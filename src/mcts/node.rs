//! MCTS node and edge structures.
//!
//! Uses arena-based allocation with index references (NodeId) for efficiency
//! and serializability. A node's edges are fixed at expansion: one per legal
//! action, in legal-action order.

use serde::{Deserialize, Serialize};

use crate::core::{Action, Player};

/// Index into the MCTSTree node arena.
#[derive(Clone, Copy, Debug, PartialEq, Eq, Hash, Serialize, Deserialize)]
pub struct NodeId(pub u32);

impl NodeId {
    /// Sentinel value representing no node.
    pub const NONE: NodeId = NodeId(u32::MAX);

    /// Create a new node ID.
    #[must_use]
    pub const fn new(id: u32) -> Self {
        Self(id)
    }

    /// Check if this is the NONE sentinel.
    #[inline]
    #[must_use]
    pub const fn is_none(self) -> bool {
        self.0 == u32::MAX
    }
}

impl std::fmt::Display for NodeId {
    fn fmt(&self, f: &mut std::fmt::Formatter<'_>) -> std::fmt::Result {
        if self.is_none() {
            write!(f, "NodeId(NONE)")
        } else {
            write!(f, "NodeId({})", self.0)
        }
    }
}

/// Statistics of one legal action at a node.
#[derive(Clone, Debug, PartialEq, Serialize, Deserialize)]
pub struct Edge {
    /// The action this edge represents, in true board coordinates.
    pub action: Action,

    /// Child node, NONE until the edge is first followed to a
    /// non-terminal position.
    pub child: NodeId,

    /// Visit count N.
    pub visits: u32,

    /// Cumulative backed-up value W, from the node's mover's view.
    pub total_value: f32,

    /// Prior probability P from the oracle (root noise mixed in place).
    pub prior: f32,
}

impl Edge {
    /// Create an unvisited edge.
    #[must_use]
    pub fn new(action: Action, prior: f32) -> Self {
        Self {
            action,
            child: NodeId::NONE,
            visits: 0,
            total_value: 0.0,
            prior,
        }
    }

    /// Mean value Q = W / N, 0 when unvisited.
    #[inline]
    #[must_use]
    pub fn mean_value(&self) -> f32 {
        if self.visits == 0 {
            0.0
        } else {
            self.total_value / self.visits as f32
        }
    }

    /// Check if a child node has been linked.
    #[must_use]
    pub fn is_expanded(&self) -> bool {
        !self.child.is_none()
    }
}

/// An expanded position in the MCTS tree.
#[derive(Clone, Debug, PartialEq, Serialize, Deserialize)]
pub struct MCTSNode {
    /// Player to move at this node.
    pub to_move: Player,

    /// Sum of edge visits.
    pub visits: u32,

    /// Oracle value at expansion, from `to_move`'s view.
    pub value: f32,

    /// One edge per legal action. Empty when the position has none.
    pub edges: Vec<Edge>,
}

impl MCTSNode {
    /// Create a node with the given edges.
    #[must_use]
    pub fn new(to_move: Player, value: f32, edges: Vec<Edge>) -> Self {
        Self {
            to_move,
            visits: 0,
            value,
            edges,
        }
    }

    /// Whether the node has no legal action.
    #[must_use]
    pub fn is_leaf(&self) -> bool {
        self.edges.is_empty()
    }

    /// Record one visit of `edge_idx` with `value` from this node's view.
    pub fn record(&mut self, edge_idx: usize, value: f32) {
        let edge = &mut self.edges[edge_idx];
        edge.visits += 1;
        edge.total_value += value;
        self.visits += 1;
    }
}

#[cfg(test)]
mod tests {
    use super::*;

    fn action(code: u32) -> Action {
        Action::try_from_code(code).unwrap()
    }

    #[test]
    fn test_node_id() {
        let id = NodeId::new(5);
        assert_eq!(id, NodeId(5));
        assert!(!id.is_none());
        assert_eq!(format!("{}", id), "NodeId(5)");

        assert!(NodeId::NONE.is_none());
        assert_eq!(format!("{}", NodeId::NONE), "NodeId(NONE)");
    }

    #[test]
    fn test_edge_new() {
        let edge = Edge::new(action(10), 0.5);

        assert_eq!(edge.visits, 0);
        assert!(edge.child.is_none());
        assert!(!edge.is_expanded());
        assert_eq!(edge.prior, 0.5);
        assert_eq!(edge.mean_value(), 0.0);
    }

    #[test]
    fn test_record_and_mean_value() {
        let mut node = MCTSNode::new(Player::One, 0.1, vec![Edge::new(action(1), 1.0)]);

        node.record(0, 1.0);
        node.record(0, -0.5);
        node.record(0, 1.0);

        assert_eq!(node.visits, 3);
        assert_eq!(node.edges[0].visits, 3);
        assert!((node.edges[0].mean_value() - 0.5).abs() < 1e-6);
    }

    #[test]
    fn test_leaf_node() {
        let node = MCTSNode::new(Player::One, 0.0, Vec::new());
        assert!(node.is_leaf());
        assert_eq!(node.visits, 0);
    }

    #[test]
    fn test_serialization() {
        let mut node = MCTSNode::new(Player::Two, -0.25, vec![Edge::new(action(5), 1.0)]);
        node.record(0, 1.0);

        let json = serde_json::to_string(&node).unwrap();
        let deserialized: MCTSNode = serde_json::from_str(&json).unwrap();

        assert_eq!(node, deserialized);
    }
}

....

What's required is that all of the material be returned exactly.

## [Exercise solution]
filename src/mcts/node.rs
//! MCTS node and edge structures.
//!
//! Uses arena-based allocation with index references (NodeId) for efficiency
//! and serializability. A node's edges are fixed at expansion: one per legal
//! action, in legal-action order.

use serde::{Deserialize, Serialize};

use crate::core::{Action, Player};

/// Index into the MCTSTree node arena.
#[derive(Clone, Copy, Debug, PartialEq, Eq, Hash, Serialize, Deserialize)]
pub struct NodeId(pub u32);

impl NodeId {
    /// Sentinel value representing no node.
    pub const NONE: NodeId = NodeId(u32::MAX);

    /// Create a new node ID.
    #[must_use]
    pub const fn new(id: u32) -> Self {
        Self(id)
    }

    /// Check if this is the NONE sentinel.
    #[inline]
    #[must_use]
    pub const fn is_none(self) -> bool {
        self.0 == u32::MAX
    }
}

impl std::fmt::Display for NodeId {
    fn fmt(&self, f: &mut std::fmt::Formatter<'_>) -> std::fmt::Result {
        if self.is_none() {
            write!(f, "NodeId(NONE)")
        } else {
            write!(f, "NodeId({})", self.0)
        }
    }
}

/// Statistics of one legal action at a node.
#[derive(Clone, Debug, PartialEq, Serialize, Deserialize)]
pub struct Edge {
    /// The action this edge represents, in true board coordinates.
    pub action: Action,

    /// Child node, NONE until the edge is first followed to a
    /// non-terminal position.
    pub child: NodeId,

    /// Visit count N.
    pub visits: u32,

    /// Cumulative backed-up value W, from the node's mover's view.
    pub total_value: f32,

    /// Prior probability P from the oracle (root noise mixed in place).
    pub prior: f32,
}

impl Edge {
    /// Create an unvisited edge.
    #[must_use]
    pub fn new(action: Action, prior: f32) -> Self {
        Self {
            action,
            child: NodeId::NONE,
            visits: 0,
            total_value: 0.0,
            prior,
        }
    }

    /// Mean value Q = W / N, 0 when unvisited.
    #[inline]
    #[must_use]
    pub fn mean_value(&self) -> f32 {
        if self.visits == 0 {
            0.0
        } else {
            self.total_value / self.visits as f32
        }
    }

    /// Check if a child node has been linked.
    #[must_use]
    pub fn is_expanded(&self) -> bool {
        !self.child.is_none()
    }
}

/// An expanded position in the MCTS tree.
#[derive(Clone, Debug, PartialEq, Serialize, Deserialize)]
pub struct MCTSNode {
    /// Player to move at this node.
    pub to_move: Player,

    /// Sum of edge visits.
    pub visits: u32,

    /// Oracle value at expansion, from `to_move`'s view.
    pub value: f32,

    /// One edge per legal action. Empty when the position has none.
    pub edges: Vec<Edge>,
}

impl MCTSNode {
    /// Create a node with the given edges.
    #[must_use]
    pub fn new(to_move: Player, value: f32, edges: Vec<Edge>) -> Self {
        Self {
            to_move,
            visits: 0,
            value,
            edges,
        }
    }

    /// Whether the node has no legal action.
    #[must_use]
    pub fn is_leaf(&self) -> bool {
        self.edges.is_empty()
    }

    /// Record one visit of `edge_idx` with `value` from this node's view.
    pub fn record(&mut self, edge_idx: usize, value: f32) {
        let edge = &mut self.edges[edge_idx];
        edge.visits += 1;
        edge.total_value += value;
        self.visits += 1;
    }
}

#[cfg(test)]
mod tests {
    use super::*;

    fn action(code: u32) -> Action {
        Action::try_from_code(code).unwrap()
    }

    #[test]
    fn test_node_id() {
        let id = NodeId::new(5);
        assert_eq!(id, NodeId(5));
        assert!(!id.is_none());
        assert_eq!(format!("{}", id), "NodeId(5)");

        assert!(NodeId::NONE.is_none());
        assert_eq!(format!("{}", NodeId::NONE), "NodeId(NONE)");
    }

    #[test]
    fn test_edge_new() {
        let edge = Edge::new(action(10), 0.5);

        assert_eq!(edge.visits, 0);
        assert!(edge.child.is_none());
        assert!(!edge.is_expanded());
        assert_eq!(edge.prior, 0.5);
        assert_eq!(edge.mean_value(), 0.0);
    }

    #[test]
    fn test_record_and_mean_value() {
        let mut node = MCTSNode::new(Player::One, 0.1, vec![Edge::new(action(1), 1.0)]);

        node.record(0, 1.0);
        node.record(0, -0.5);
        node.record(0, 1.0);

        assert_eq!(node.visits, 3);
        assert_eq!(node.edges[0].visits, 3);
        assert!((node.edges[0].mean_value() - 0.5).abs() < 1e-6);
    }

    #[test]
    fn test_leaf_node() {
        let node = MCTSNode::new(Player::One, 0.0, Vec::new());
        assert!(node.is_leaf());
        assert_eq!(node.visits, 0);
    }

    #[test]
    fn test_serialization() {
        let mut node = MCTSNode::new(Player::Two, -0.25, vec![Edge::new(action(5), 1.0)]);
        node.record(0, 1.0);

        let json = serde_json::to_string(&node).unwrap();
        let deserialized: MCTSNode = serde_json::from_str(&json).unwrap();

        assert_eq!(node, deserialized);
    }
}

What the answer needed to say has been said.